> **Instructions for the task**: The reply should consist of one number, the count of lines below in which the word "true" appears.
#### Supplied material ####
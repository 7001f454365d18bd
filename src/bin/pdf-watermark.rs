//! PDF Watermark CLI tool
//!
//! Stamps a semi-transparent diagonal text watermark on every page of every
//! PDF found under a source folder, mirroring the directory structure into an
//! output folder. Originals are never modified.

use anyhow::Context;
use clap::Parser;
use std::path::PathBuf;
use std::process;

use pdf_watermark::batch::{run_batch, BatchOptions};
use pdf_watermark::pdf::OverlaySpec;

/// PDF Watermark - stamp watermark text on every PDF in a folder tree
#[derive(Parser)]
#[command(name = "pdf-watermark")]
#[command(author, version, about, long_about = None)]
#[command(after_help = "EXAMPLES:
    # Watermark every PDF under ./docs into ./docs-watermarked
    pdf-watermark docs -o docs-watermarked --text \"CONFIDENTIAL\"

    # Only process PDFs, leave other files out of the output tree
    pdf-watermark docs -o docs-watermarked --text DRAFT --skip-other")]
struct Cli {
    /// Source folder, scanned recursively for PDF files
    source: PathBuf,

    /// Output folder mirroring the source tree (created if missing)
    #[arg(short, long)]
    output: PathBuf,

    /// Watermark text stamped diagonally across each page
    #[arg(short, long, default_value = "DRAFT")]
    text: String,

    /// Do not copy non-PDF files into the output tree
    #[arg(long)]
    skip_other: bool,
}

fn main() {
    let cli = Cli::parse();

    match run(cli) {
        Ok(true) => {}
        Ok(false) => process::exit(1),
        Err(e) => {
            eprintln!("Error: {:#}", e);
            process::exit(2);
        }
    }
}

/// Run the batch and print the summary. Returns whether every file succeeded.
fn run(cli: Cli) -> anyhow::Result<bool> {
    let options = BatchOptions {
        source_root: cli.source,
        output_root: cli.output,
        spec: OverlaySpec::new(cli.text),
        copy_other_files: !cli.skip_other,
    };

    let report = run_batch(&options)
        .with_context(|| format!("processing {}", options.source_root.display()))?;

    println!(
        "\nDone. {} PDF(s) watermarked, {} file(s) copied to:\n  {}",
        report.watermarked.len(),
        report.copied.len(),
        options.output_root.display()
    );

    if !report.is_success() {
        println!("\n{} file(s) failed:", report.failures.len());
        for (path, error) in &report.failures {
            println!("  {}: {}", path.display(), error);
        }
    }

    Ok(report.is_success())
}
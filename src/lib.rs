//! PDF Watermark Library
//!
//! A library for stamping a semi-transparent diagonal text watermark onto
//! every page of every PDF found under a source folder. This library provides
//! functionality to:
//! - Generate a translucent watermark overlay sized to any page
//! - Stamp the overlay onto each page of a PDF without touching the original file
//! - Mirror a whole directory tree into an output folder, copying non-PDF files
//! - Extract page counts and page geometry for verification
//!
//! # Example
//!
//! ```no_run
//! use pdf_watermark::batch::{run_batch, BatchOptions};
//! use pdf_watermark::pdf::OverlaySpec;
//! use std::path::PathBuf;
//!
//! let options = BatchOptions {
//!     source_root: PathBuf::from("docs"),
//!     output_root: PathBuf::from("docs - watermarked"),
//!     spec: OverlaySpec::new("DRAFT"),
//!     copy_other_files: true,
//! };
//!
//! let report = run_batch(&options).expect("batch failed to start");
//! assert!(report.is_success());
//! ```

pub mod batch;
pub mod error;
pub mod pdf;

// Re-export commonly used items
pub use error::{Error, Result};
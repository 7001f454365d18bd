//! Error types for the PDF watermark library

use std::path::PathBuf;
use thiserror::Error;

/// Result type alias using our Error type
pub type Result<T> = std::result::Result<T, Error>;

/// Main error type for the PDF watermark library
#[derive(Error, Debug)]
pub enum Error {
    /// PDF processing error
    #[error("PDF error: {0}")]
    Pdf(#[from] lopdf::Error),

    /// IO error
    #[error("IO error: {0}")]
    Io(#[from] std::io::Error),

    /// Watermark configuration rejected before any file was processed
    #[error("Invalid watermark spec: {0}")]
    InvalidSpec(String),

    /// Watermark text cannot be represented in the overlay font encoding
    #[error("Watermark text cannot be encoded: {0}")]
    Encoding(String),

    /// Source file cannot be opened or parsed as a PDF
    #[error("Cannot read source PDF {}: {reason}", .path.display())]
    SourceUnreadable { path: PathBuf, reason: String },

    /// A page within an otherwise valid document could not be stamped
    #[error("Failed to stamp page {page}: {reason}")]
    Composition { page: u32, reason: String },

    /// Destination directory or file could not be written
    #[error("Cannot write output {}: {source}", .path.display())]
    OutputWrite {
        path: PathBuf,
        source: std::io::Error,
    },

    /// Source folder missing or not a directory
    #[error("Source folder not found: {}", .0.display())]
    SourceFolderNotFound(PathBuf),

    /// Invalid glob pattern built from the source root
    #[error("Invalid glob pattern: {0}")]
    InvalidGlob(String),

    /// Invalid PDF (no pages)
    #[error("PDF has no pages: {}", .0.display())]
    EmptyPdf(PathBuf),

    /// General error
    #[error("{0}")]
    General(String),
}

impl Error {
    /// Whether this error should abort the whole run rather than just the
    /// file being processed. A watermark spec that cannot be rendered at all
    /// would otherwise fail identically on every file.
    pub fn is_fatal(&self) -> bool {
        matches!(self, Error::InvalidSpec(_) | Error::Encoding(_))
    }
}
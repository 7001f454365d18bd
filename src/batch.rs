//! Batch processing of a source folder tree
//!
//! Discovers every file under the source root, watermarks PDFs into a
//! mirrored output tree, and copies everything else unchanged. Files are
//! processed strictly one at a time in sorted order; per-file failures are
//! recorded and the batch keeps going, while run-level failures (an
//! unrenderable watermark spec) abort immediately.

use std::fs;
use std::path::{Path, PathBuf};

use glob::Pattern;

use crate::error::{Error, Result};
use crate::pdf::{watermark_pdf, OverlaySpec};

/// Options for one batch run
#[derive(Debug, Clone)]
pub struct BatchOptions {
    /// Folder scanned recursively for input files
    pub source_root: PathBuf,
    /// Folder the mirrored tree is written into
    pub output_root: PathBuf,
    /// Watermark applied to every page of every PDF
    pub spec: OverlaySpec,
    /// Copy non-PDF files to the output tree unchanged
    pub copy_other_files: bool,
}

/// Outcome of a batch run
#[derive(Debug, Default)]
pub struct BatchReport {
    /// Source-relative paths of successfully watermarked PDFs
    pub watermarked: Vec<PathBuf>,
    /// Source-relative paths of files copied unchanged
    pub copied: Vec<PathBuf>,
    /// Source-relative paths that failed, with the error for each
    pub failures: Vec<(PathBuf, Error)>,
}

impl BatchReport {
    pub fn is_success(&self) -> bool {
        self.failures.is_empty()
    }
}

/// Watermark every PDF under `source_root` into a mirrored tree
///
/// The watermark spec is validated once up front; a spec that cannot render
/// fails the run before any file is touched. Each file is then processed
/// independently: a failure is recorded in the report with its source path
/// and leaves nothing at the mirrored output path.
pub fn run_batch(options: &BatchOptions) -> Result<BatchReport> {
    options.spec.validate()?;

    if !options.source_root.is_dir() {
        return Err(Error::SourceFolderNotFound(options.source_root.clone()));
    }

    let files = discover_files(&options.source_root)?;
    let mut report = BatchReport::default();

    for path in files {
        let rel = path
            .strip_prefix(&options.source_root)
            .map_err(|e| Error::General(format!("path outside source root: {}", e)))?
            .to_path_buf();
        let out_path = options.output_root.join(&rel);

        if is_pdf(&path) {
            eprintln!("Watermarking: {}", rel.display());
            match watermark_pdf(&path, &out_path, &options.spec) {
                Ok(()) => report.watermarked.push(rel),
                Err(e) if e.is_fatal() => return Err(e),
                Err(e) => {
                    eprintln!("  failed: {}", e);
                    report.failures.push((rel, e));
                }
            }
        } else if options.copy_other_files {
            eprintln!("Copying: {}", rel.display());
            match copy_unchanged(&path, &out_path) {
                Ok(()) => report.copied.push(rel),
                Err(e) => {
                    eprintln!("  failed: {}", e);
                    report.failures.push((rel, e));
                }
            }
        }
    }

    Ok(report)
}

/// Recursively enumerate files under a root, sorted for reproducible order
fn discover_files(root: &Path) -> Result<Vec<PathBuf>> {
    // Escape the root itself so bracket or star characters in folder names
    // aren't interpreted as glob syntax
    let pattern = format!("{}/**/*", Pattern::escape(&root.to_string_lossy()));

    let mut paths = Vec::new();
    for entry in glob::glob(&pattern).map_err(|e| Error::InvalidGlob(e.to_string()))? {
        match entry {
            Ok(path) if path.is_file() => paths.push(path),
            Ok(_) => {}
            Err(e) => eprintln!("Warning: skipping unreadable entry: {}", e),
        }
    }

    paths.sort();
    Ok(paths)
}

/// Case-insensitive `.pdf` extension check
fn is_pdf(path: &Path) -> bool {
    path.extension()
        .map(|ext| ext.eq_ignore_ascii_case("pdf"))
        .unwrap_or(false)
}

/// Copy a non-PDF file to the output tree unchanged
fn copy_unchanged(source: &Path, destination: &Path) -> Result<()> {
    if let Some(parent) = destination.parent() {
        fs::create_dir_all(parent).map_err(|e| Error::OutputWrite {
            path: destination.to_path_buf(),
            source: e,
        })?;
    }
    fs::copy(source, destination).map_err(|e| Error::OutputWrite {
        path: destination.to_path_buf(),
        source: e,
    })?;
    Ok(())
}

#[cfg(test)]
mod tests {
    use super::*;

    #[test]
    fn test_is_pdf_case_insensitive() {
        assert!(is_pdf(Path::new("a/b/report.pdf")));
        assert!(is_pdf(Path::new("a/b/REPORT.PDF")));
        assert!(is_pdf(Path::new("scan.Pdf")));
        assert!(!is_pdf(Path::new("photo.png")));
        assert!(!is_pdf(Path::new("notes.pdf.txt")));
        assert!(!is_pdf(Path::new("no_extension")));
    }

    #[test]
    fn test_report_success_only_without_failures() {
        let mut report = BatchReport::default();
        assert!(report.is_success());

        report.watermarked.push(PathBuf::from("a.pdf"));
        assert!(report.is_success());

        report.failures.push((
            PathBuf::from("b.pdf"),
            Error::General("boom".to_string()),
        ));
        assert!(!report.is_success());
    }

    #[test]
    fn test_run_batch_missing_source_folder() {
        let options = BatchOptions {
            source_root: PathBuf::from("definitely/not/a/real/folder"),
            output_root: PathBuf::from("out"),
            spec: OverlaySpec::new("DRAFT"),
            copy_other_files: true,
        };
        assert!(matches!(
            run_batch(&options),
            Err(Error::SourceFolderNotFound(_))
        ));
    }

    #[test]
    fn test_run_batch_rejects_empty_text_before_touching_disk() {
        let options = BatchOptions {
            source_root: PathBuf::from("definitely/not/a/real/folder"),
            output_root: PathBuf::from("out"),
            spec: OverlaySpec::new(""),
            copy_other_files: true,
        };
        // Spec validation fires before the source folder is even checked
        assert!(matches!(run_batch(&options), Err(Error::InvalidSpec(_))));
    }
}
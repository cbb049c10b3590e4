use url::Url;

use super::{ChannelId, PostId};

pub const PLUGIN_ID: &str = "com.scientia.voice-message";

/// The chat server's public URL, used to build links handed to users.
#[derive(Debug, Clone, Default, PartialEq)]
pub struct SiteUrl {
    origin: Option<String>,
    authority: Option<String>,
    base_path: String,
}

impl SiteUrl {
    pub fn parse(raw: Option<&str>) -> Self {
        let Some(raw) = raw.map(str::trim).filter(|s| !s.is_empty()) else {
            return Self::default();
        };
        let Ok(url) = Url::parse(raw) else {
            return Self::default();
        };

        let base_path = url.path().trim_end_matches('/').to_string();
        let origin = url.origin();
        let origin = origin
            .is_tuple()
            .then(|| origin.ascii_serialization());

        Self {
            origin,
            authority: authority(&url),
            base_path,
        }
    }

    /// Path prefix when the server is hosted under a sub-path; empty otherwise.
    pub fn base_path(&self) -> &str {
        &self.base_path
    }

    fn absolute(&self, path: String) -> String {
        match &self.origin {
            Some(origin) => format!("{}{}", origin, path),
            None => path,
        }
    }

    pub fn mobile_record_url(
        &self,
        token: &str,
        channel_id: &ChannelId,
        root_id: Option<&PostId>,
    ) -> String {
        let mut path = format!(
            "{}/plugins/{}/mobile/record?token={}",
            self.base_path,
            PLUGIN_ID,
            urlencoding::encode(token)
        );
        if !channel_id.is_empty() {
            path.push_str("&channel_id=");
            path.push_str(&urlencoding::encode(channel_id.as_str()));
        }
        if let Some(root) = root_id.filter(|r| !r.is_empty()) {
            path.push_str("&root_id=");
            path.push_str(&urlencoding::encode(root.as_str()));
        }
        self.absolute(path)
    }

    /// Same-origin upload target embedded in the recording page.
    pub fn mobile_upload_path(&self, token: &str) -> String {
        format!(
            "{}/plugins/{}/api/v1/mobile/upload?token={}",
            self.base_path,
            PLUGIN_ID,
            urlencoding::encode(token)
        )
    }

    pub fn permalink(&self, post_id: &PostId) -> String {
        self.absolute(format!("{}/pl/{}", self.base_path, post_id))
    }

    /// An `Origin` is accepted unless both it and the site URL parse and their hosts differ.
    pub fn is_allowed_origin(&self, origin: &str) -> bool {
        let origin = origin.trim();
        if origin.is_empty() {
            return true;
        }
        let Some(site) = &self.authority else {
            return true;
        };
        match Url::parse(origin).ok().as_ref().and_then(authority) {
            Some(candidate) => candidate.eq_ignore_ascii_case(site),
            None => true,
        }
    }
}

fn authority(url: &Url) -> Option<String> {
    let host = url.host_str().filter(|h| !h.is_empty())?;
    Some(match url.port() {
        Some(port) => format!("{}:{}", host, port),
        None => host.to_string(),
    })
}
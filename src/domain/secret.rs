pub const SECRET_MASK: &str = "***";

/// Secrets this short are not masked; they would match too much unrelated text.
pub const MIN_MASKED_SECRET_LEN: usize = 8;

/// Replaces every occurrence of `secret` in `text` with [`SECRET_MASK`].
pub fn mask_secret(text: &str, secret: &str) -> String {
    let secret = secret.trim();
    if secret.len() <= MIN_MASKED_SECRET_LEN {
        return text.to_string();
    }
    text.replace(secret, SECRET_MASK)
}
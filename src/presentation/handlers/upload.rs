use axum::Json;
use axum::body::Body;
use axum::extract::{Query, State};
use axum::http::{HeaderMap, StatusCode};
use axum::response::{IntoResponse, Response};
use serde::{Deserialize, Serialize};

use crate::application::services::{UploadError, VoiceUpload};
use crate::domain::{ChannelId, PostId, normalize_duration};
use crate::presentation::state::AppState;

use super::identity::{body_limit, content_type, forbidden, plain_error, session_user, unauthorized};

#[derive(Debug, Deserialize)]
pub struct UploadParams {
    pub channel_id: Option<String>,
    pub root_id: Option<String>,
    pub duration: Option<String>,
}

#[derive(Debug, Serialize)]
pub struct UploadResponse {
    pub post_id: String,
    pub file_id: String,
}

#[tracing::instrument(skip(state, headers, body))]
pub async fn upload_handler(
    State(state): State<AppState>,
    headers: HeaderMap,
    Query(params): Query<UploadParams>,
    body: Body,
) -> Response {
    let Some(user_id) = session_user(&headers) else {
        return unauthorized();
    };
    if !state.access.is_user_allowed(&user_id).await {
        return forbidden();
    }

    let Some(channel_id) = params
        .channel_id
        .as_deref()
        .map(str::trim)
        .filter(|c| !c.is_empty())
        .map(ChannelId::new)
    else {
        return plain_error(StatusCode::BAD_REQUEST, "channel_id required");
    };

    let is_member = state
        .directory
        .is_channel_member(&channel_id, &user_id)
        .await
        .unwrap_or(false);
    if !is_member {
        return forbidden();
    }

    let limit = body_limit(state.config.snapshot().max_file_size_bytes());
    let data = match axum::body::to_bytes(body, limit).await {
        Ok(bytes) if !bytes.is_empty() => bytes.to_vec(),
        Ok(_) => return plain_error(StatusCode::BAD_REQUEST, "Failed to read audio data"),
        Err(e) => {
            tracing::warn!(error = %e, "Failed to read upload body");
            return plain_error(StatusCode::BAD_REQUEST, "Failed to read audio data");
        }
    };

    let root_id = params
        .root_id
        .as_deref()
        .map(str::trim)
        .filter(|r| !r.is_empty())
        .map(PostId::new);

    let upload = VoiceUpload {
        user_id,
        channel_id,
        root_id,
        duration: normalize_duration(params.duration.as_deref()),
        mime_type: content_type(&headers),
        data,
    };

    match state.uploads.upload(upload).await {
        Ok(uploaded) => (
            StatusCode::CREATED,
            Json(UploadResponse {
                post_id: uploaded.post.id.to_string(),
                file_id: uploaded.file_id.to_string(),
            }),
        )
            .into_response(),
        Err(e) => upload_error_response(&e),
    }
}

pub(super) fn upload_error_response(error: &UploadError) -> Response {
    match error {
        UploadError::EmptyAudio => {
            plain_error(StatusCode::BAD_REQUEST, "Failed to read audio data")
        }
        UploadError::FileStorage(e) => {
            tracing::error!(error = %e, "Upload failed");
            plain_error(StatusCode::INTERNAL_SERVER_ERROR, "Upload failed")
        }
        UploadError::PostCreation(e) => {
            tracing::error!(error = %e, "Failed to create post");
            plain_error(StatusCode::INTERNAL_SERVER_ERROR, "Failed to create post")
        }
    }
}
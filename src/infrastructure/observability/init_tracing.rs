use tracing_subscriber::layer::SubscriberExt;
use tracing_subscriber::util::SubscriberInitExt;
use tracing_subscriber::{EnvFilter, fmt};

use super::TracingConfig;

/// Installs the global subscriber: JSON lines in deployed environments,
/// human-readable output otherwise.
pub fn init_tracing(config: TracingConfig, port: u16) {
    let env_filter = EnvFilter::try_from_default_env()
        .unwrap_or_else(|_| EnvFilter::new(&config.default_filter));
    let registry = tracing_subscriber::registry().with(env_filter);

    match config.json_format {
        true => registry
            .with(fmt::layer().json().with_current_span(true).with_line_number(true))
            .init(),
        false => registry.with(fmt::layer().with_line_number(true)).init(),
    }

    tracing::info!(
        port,
        environment = %config.environment,
        json = config.json_format,
        version = env!("CARGO_PKG_VERSION"),
        "Voice message service starting"
    );
}
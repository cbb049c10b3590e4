use axum::Json;
use axum::body::Body;
use axum::extract::{Query, State};
use axum::http::{HeaderMap, HeaderValue, StatusCode, header};
use axum::response::{IntoResponse, Response};
use serde::Serialize;

use crate::domain::normalize_duration;
use crate::presentation::state::AppState;

use super::identity::{body_limit, content_type, forbidden, plain_error, session_user};
use super::mobile_record::{TokenParams, token_error_response};

#[derive(Debug, Serialize)]
pub struct MobileUploadResponse {
    pub post_id: String,
    pub file_id: String,
    pub permalink: String,
}

#[tracing::instrument(skip(state, headers, params, body))]
pub async fn mobile_upload_handler(
    State(state): State<AppState>,
    headers: HeaderMap,
    Query(params): Query<TokenParams>,
    body: Body,
) -> Response {
    let token = params.token.unwrap_or_default();
    let session = session_user(&headers);
    let grant = match state
        .mobile_uploads
        .authorize(&token, session.as_ref())
        .await
    {
        Ok(grant) => grant,
        Err(e) => return token_error_response(&e),
    };

    if session.is_none() {
        let origin = headers
            .get(header::ORIGIN)
            .and_then(|v| v.to_str().ok())
            .unwrap_or("")
            .trim();
        if !state.site_url.is_allowed_origin(origin) {
            tracing::warn!(origin, "Rejected cross-origin mobile upload");
            return forbidden();
        }
    }

    if let Err(e) = state.mobile_uploads.ensure_member(&grant).await {
        return token_error_response(&e);
    }

    let limit = body_limit(state.config.snapshot().max_file_size_bytes());
    let data = match axum::body::to_bytes(body, limit).await {
        Ok(bytes) if !bytes.is_empty() => bytes.to_vec(),
        Ok(_) => return plain_error(StatusCode::BAD_REQUEST, "Failed to read audio data"),
        Err(e) => {
            tracing::warn!(error = %e, "Failed to read mobile upload body");
            return plain_error(StatusCode::BAD_REQUEST, "Failed to read audio data");
        }
    };

    let duration = normalize_duration(params.duration.as_deref());
    match state
        .mobile_uploads
        .upload(&token, grant, data, content_type(&headers), duration)
        .await
    {
        Ok(receipt) => {
            let mut response = (
                StatusCode::CREATED,
                Json(MobileUploadResponse {
                    post_id: receipt.post_id.to_string(),
                    file_id: receipt.file_id.to_string(),
                    permalink: receipt.permalink,
                }),
            )
                .into_response();
            response
                .headers_mut()
                .insert(header::CACHE_CONTROL, HeaderValue::from_static("no-store"));
            response
        }
        Err(e) => token_error_response(&e),
    }
}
####
> **Output for this task**: 10